> TASK OBJECTIVE:
What follows is a set of records. Repeat them word for word.
+ + + + +
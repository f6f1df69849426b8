//! Extra field blocks attached to central and local headers.

use byteorder::{LittleEndian, ReadBytesExt};
use std::collections::BTreeMap;
use std::io::{Cursor, Read};
use tracing::debug;

pub const ZIP64_EXTRA_ID: u16 = 0x0001;
pub const EXTENDED_TIMESTAMP_ID: u16 = 0x5455;
pub const UNICODE_PATH_ID: u16 = 0x7075;

/// Extra field blocks keyed by header ID.
pub type ExtraFields = BTreeMap<u16, ExtraField>;

#[derive(Debug, Clone, PartialEq, Eq)]
pub enum ExtraField {
    Zip64(Zip64Extra),
    /// Info-ZIP Unicode Path. `name_crc32` is the CRC of the raw header name
    /// this path was written for.
    UnicodePath {
        version: u8,
        name_crc32: u32,
        name: String,
    },
    ExtendedTimestamp {
        flags: u8,
        mod_time: Option<u32>,
        ac_time: Option<u32>,
        cr_time: Option<u32>,
    },
    Unknown {
        id: u16,
        data: Vec<u8>,
    },
}

/// 64-bit values for the header fields that hold the 0xFFFFFFFF sentinel.
#[derive(Debug, Clone, Default, PartialEq, Eq)]
pub struct Zip64Extra {
    pub uncompressed_size: Option<u64>,
    pub compressed_size: Option<u64>,
    pub lfh_offset: Option<u64>,
    pub disk_start: Option<u32>,
}

/// Which header fields were saturated, and therefore appear in a ZIP64 block.
#[derive(Debug, Clone, Copy, Default)]
pub struct Saturated {
    pub uncompressed_size: bool,
    pub compressed_size: bool,
    pub lfh_offset: bool,
    pub disk_start: bool,
}

impl Saturated {
    pub fn new(uncompressed_size: u32, compressed_size: u32, lfh_offset: u32, disk_start: u16) -> Self {
        Self {
            uncompressed_size: uncompressed_size == 0xFFFF_FFFF,
            compressed_size: compressed_size == 0xFFFF_FFFF,
            lfh_offset: lfh_offset == 0xFFFF_FFFF,
            disk_start: disk_start == 0xFFFF,
        }
    }
}

fn parse_zip64(data: &[u8], saturated: Saturated) -> std::io::Result<Zip64Extra> {
    let mut cursor = Cursor::new(data);
    let mut extra = Zip64Extra::default();
    let remaining = |c: &Cursor<&[u8]>| data.len() as u64 - c.position();

    if saturated.uncompressed_size && remaining(&cursor) >= 8 {
        extra.uncompressed_size = Some(cursor.read_u64::<LittleEndian>()?);
    }
    if saturated.compressed_size && remaining(&cursor) >= 8 {
        extra.compressed_size = Some(cursor.read_u64::<LittleEndian>()?);
    }
    if saturated.lfh_offset && remaining(&cursor) >= 8 {
        extra.lfh_offset = Some(cursor.read_u64::<LittleEndian>()?);
    }
    if saturated.disk_start && remaining(&cursor) >= 4 {
        extra.disk_start = Some(cursor.read_u32::<LittleEndian>()?);
    }
    Ok(extra)
}

fn parse_unicode_path(data: &[u8]) -> std::io::Result<ExtraField> {
    let mut cursor = Cursor::new(data);
    let version = cursor.read_u8()?;
    let name_crc32 = cursor.read_u32::<LittleEndian>()?;
    let mut name = Vec::new();
    cursor.read_to_end(&mut name)?;
    Ok(ExtraField::UnicodePath {
        version,
        name_crc32,
        name: String::from_utf8_lossy(&name).into_owned(),
    })
}

fn parse_timestamp(data: &[u8]) -> std::io::Result<ExtraField> {
    let mut cursor = Cursor::new(data);
    let flags = cursor.read_u8()?;
    let mut next = |bit: u8| -> std::io::Result<Option<u32>> {
        // central directory copies carry at most the modification time
        if flags & bit != 0 && data.len() as u64 - cursor.position() >= 4 {
            Ok(Some(cursor.read_u32::<LittleEndian>()?))
        } else {
            Ok(None)
        }
    };
    let mod_time = next(0x01)?;
    let ac_time = next(0x02)?;
    let cr_time = next(0x04)?;
    Ok(ExtraField::ExtendedTimestamp {
        flags,
        mod_time,
        ac_time,
        cr_time,
    })
}

/// Split an extra field area into blocks.
///
/// Recognized blocks that fail to decode are kept as [`ExtraField::Unknown`].
/// A truncated trailing block ends the scan.
pub fn parse(data: &[u8], saturated: Saturated) -> ExtraFields {
    let mut fields = ExtraFields::new();
    let mut pos = 0;

    while pos + 4 <= data.len() {
        let id = u16::from_le_bytes([data[pos], data[pos + 1]]);
        let len = u16::from_le_bytes([data[pos + 2], data[pos + 3]]) as usize;
        let start = pos + 4;
        let Some(block) = data.get(start..start + len) else {
            debug!(id, len, "truncated extra field block");
            break;
        };

        let parsed = match id {
            ZIP64_EXTRA_ID => parse_zip64(block, saturated).map(ExtraField::Zip64),
            UNICODE_PATH_ID => parse_unicode_path(block),
            EXTENDED_TIMESTAMP_ID => parse_timestamp(block),
            _ => Ok(ExtraField::Unknown {
                id,
                data: block.to_vec(),
            }),
        };
        let field = parsed.unwrap_or_else(|_| ExtraField::Unknown {
            id,
            data: block.to_vec(),
        });
        fields.insert(id, field);

        pos = start + len;
    }

    fields
}

/// The ZIP64 block, if any.
pub fn zip64(fields: &ExtraFields) -> Option<&Zip64Extra> {
    match fields.get(&ZIP64_EXTRA_ID) {
        Some(ExtraField::Zip64(z)) => Some(z),
        _ => None,
    }
}

/// The Unicode path, if present and written for `raw_name`.
pub fn unicode_path<'a>(fields: &'a ExtraFields, raw_name: &[u8]) -> Option<&'a str> {
    match fields.get(&UNICODE_PATH_ID) {
        Some(ExtraField::UnicodePath {
            version: 1,
            name_crc32,
            name,
        }) if *name_crc32 == crc32fast::hash(raw_name) => Some(name),
        _ => None,
    }
}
+ + + + +
> FINISHED TASK:
repository f6f1df69849426b8
//! Extra field blocks attached to central and local headers.

use byteorder::{LittleEndian, ReadBytesExt};
use std::collections::BTreeMap;
use std::io::{Cursor, Read};
use tracing::debug;

pub const ZIP64_EXTRA_ID: u16 = 0x0001;
pub const EXTENDED_TIMESTAMP_ID: u16 = 0x5455;
pub const UNICODE_PATH_ID: u16 = 0x7075;

/// Extra field blocks keyed by header ID.
pub type ExtraFields = BTreeMap<u16, ExtraField>;

#[derive(Debug, Clone, PartialEq, Eq)]
pub enum ExtraField {
    Zip64(Zip64Extra),
    /// Info-ZIP Unicode Path. `name_crc32` is the CRC of the raw header name
    /// this path was written for.
    UnicodePath {
        version: u8,
        name_crc32: u32,
        name: String,
    },
    ExtendedTimestamp {
        flags: u8,
        mod_time: Option<u32>,
        ac_time: Option<u32>,
        cr_time: Option<u32>,
    },
    Unknown {
        id: u16,
        data: Vec<u8>,
    },
}

/// 64-bit values for the header fields that hold the 0xFFFFFFFF sentinel.
#[derive(Debug, Clone, Default, PartialEq, Eq)]
pub struct Zip64Extra {
    pub uncompressed_size: Option<u64>,
    pub compressed_size: Option<u64>,
    pub lfh_offset: Option<u64>,
    pub disk_start: Option<u32>,
}

/// Which header fields were saturated, and therefore appear in a ZIP64 block.
#[derive(Debug, Clone, Copy, Default)]
pub struct Saturated {
    pub uncompressed_size: bool,
    pub compressed_size: bool,
    pub lfh_offset: bool,
    pub disk_start: bool,
}

impl Saturated {
    pub fn new(uncompressed_size: u32, compressed_size: u32, lfh_offset: u32, disk_start: u16) -> Self {
        Self {
            uncompressed_size: uncompressed_size == 0xFFFF_FFFF,
            compressed_size: compressed_size == 0xFFFF_FFFF,
            lfh_offset: lfh_offset == 0xFFFF_FFFF,
            disk_start: disk_start == 0xFFFF,
        }
    }
}

fn parse_zip64(data: &[u8], saturated: Saturated) -> std::io::Result<Zip64Extra> {
    let mut cursor = Cursor::new(data);
    let mut extra = Zip64Extra::default();
    let remaining = |c: &Cursor<&[u8]>| data.len() as u64 - c.position();

    if saturated.uncompressed_size && remaining(&cursor) >= 8 {
        extra.uncompressed_size = Some(cursor.read_u64::<LittleEndian>()?);
    }
    if saturated.compressed_size && remaining(&cursor) >= 8 {
        extra.compressed_size = Some(cursor.read_u64::<LittleEndian>()?);
    }
    if saturated.lfh_offset && remaining(&cursor) >= 8 {
        extra.lfh_offset = Some(cursor.read_u64::<LittleEndian>()?);
    }
    if saturated.disk_start && remaining(&cursor) >= 4 {
        extra.disk_start = Some(cursor.read_u32::<LittleEndian>()?);
    }
    Ok(extra)
}

fn parse_unicode_path(data: &[u8]) -> std::io::Result<ExtraField> {
    let mut cursor = Cursor::new(data);
    let version = cursor.read_u8()?;
    let name_crc32 = cursor.read_u32::<LittleEndian>()?;
    let mut name = Vec::new();
    cursor.read_to_end(&mut name)?;
    Ok(ExtraField::UnicodePath {
        version,
        name_crc32,
        name: String::from_utf8_lossy(&name).into_owned(),
    })
}

fn parse_timestamp(data: &[u8]) -> std::io::Result<ExtraField> {
    let mut cursor = Cursor::new(data);
    let flags = cursor.read_u8()?;
    let mut next = |bit: u8| -> std::io::Result<Option<u32>> {
        // central directory copies carry at most the modification time
        if flags & bit != 0 && data.len() as u64 - cursor.position() >= 4 {
            Ok(Some(cursor.read_u32::<LittleEndian>()?))
        } else {
            Ok(None)
        }
    };
    let mod_time = next(0x01)?;
    let ac_time = next(0x02)?;
    let cr_time = next(0x04)?;
    Ok(ExtraField::ExtendedTimestamp {
        flags,
        mod_time,
        ac_time,
        cr_time,
    })
}

/// Split an extra field area into blocks.
///
/// Recognized blocks that fail to decode are kept as [`ExtraField::Unknown`].
/// A truncated trailing block ends the scan.
pub fn parse(data: &[u8], saturated: Saturated) -> ExtraFields {
    let mut fields = ExtraFields::new();
    let mut pos = 0;

    while pos + 4 <= data.len() {
        let id = u16::from_le_bytes([data[pos], data[pos + 1]]);
        let len = u16::from_le_bytes([data[pos + 2], data[pos + 3]]) as usize;
        let start = pos + 4;
        let Some(block) = data.get(start..start + len) else {
            debug!(id, len, "truncated extra field block");
            break;
        };

        let parsed = match id {
            ZIP64_EXTRA_ID => parse_zip64(block, saturated).map(ExtraField::Zip64),
            UNICODE_PATH_ID => parse_unicode_path(block),
            EXTENDED_TIMESTAMP_ID => parse_timestamp(block),
            _ => Ok(ExtraField::Unknown {
                id,
                data: block.to_vec(),
            }),
        };
        let field = parsed.unwrap_or_else(|_| ExtraField::Unknown {
            id,
            data: block.to_vec(),
        });
        fields.insert(id, field);

        pos = start + len;
    }

    fields
}

/// The ZIP64 block, if any.
pub fn zip64(fields: &ExtraFields) -> Option<&Zip64Extra> {
    match fields.get(&ZIP64_EXTRA_ID) {
        Some(ExtraField::Zip64(z)) => Some(z),
        _ => None,
    }
}

/// The Unicode path, if present and written for `raw_name`.
pub fn unicode_path<'a>(fields: &'a ExtraFields, raw_name: &[u8]) -> Option<&'a str> {
    match fields.get(&UNICODE_PATH_ID) {
        Some(ExtraField::UnicodePath {
            version: 1,
            name_crc32,
            name,
        }) if *name_crc32 == crc32fast::hash(raw_name) => Some(name),
        _ => None,
    }
}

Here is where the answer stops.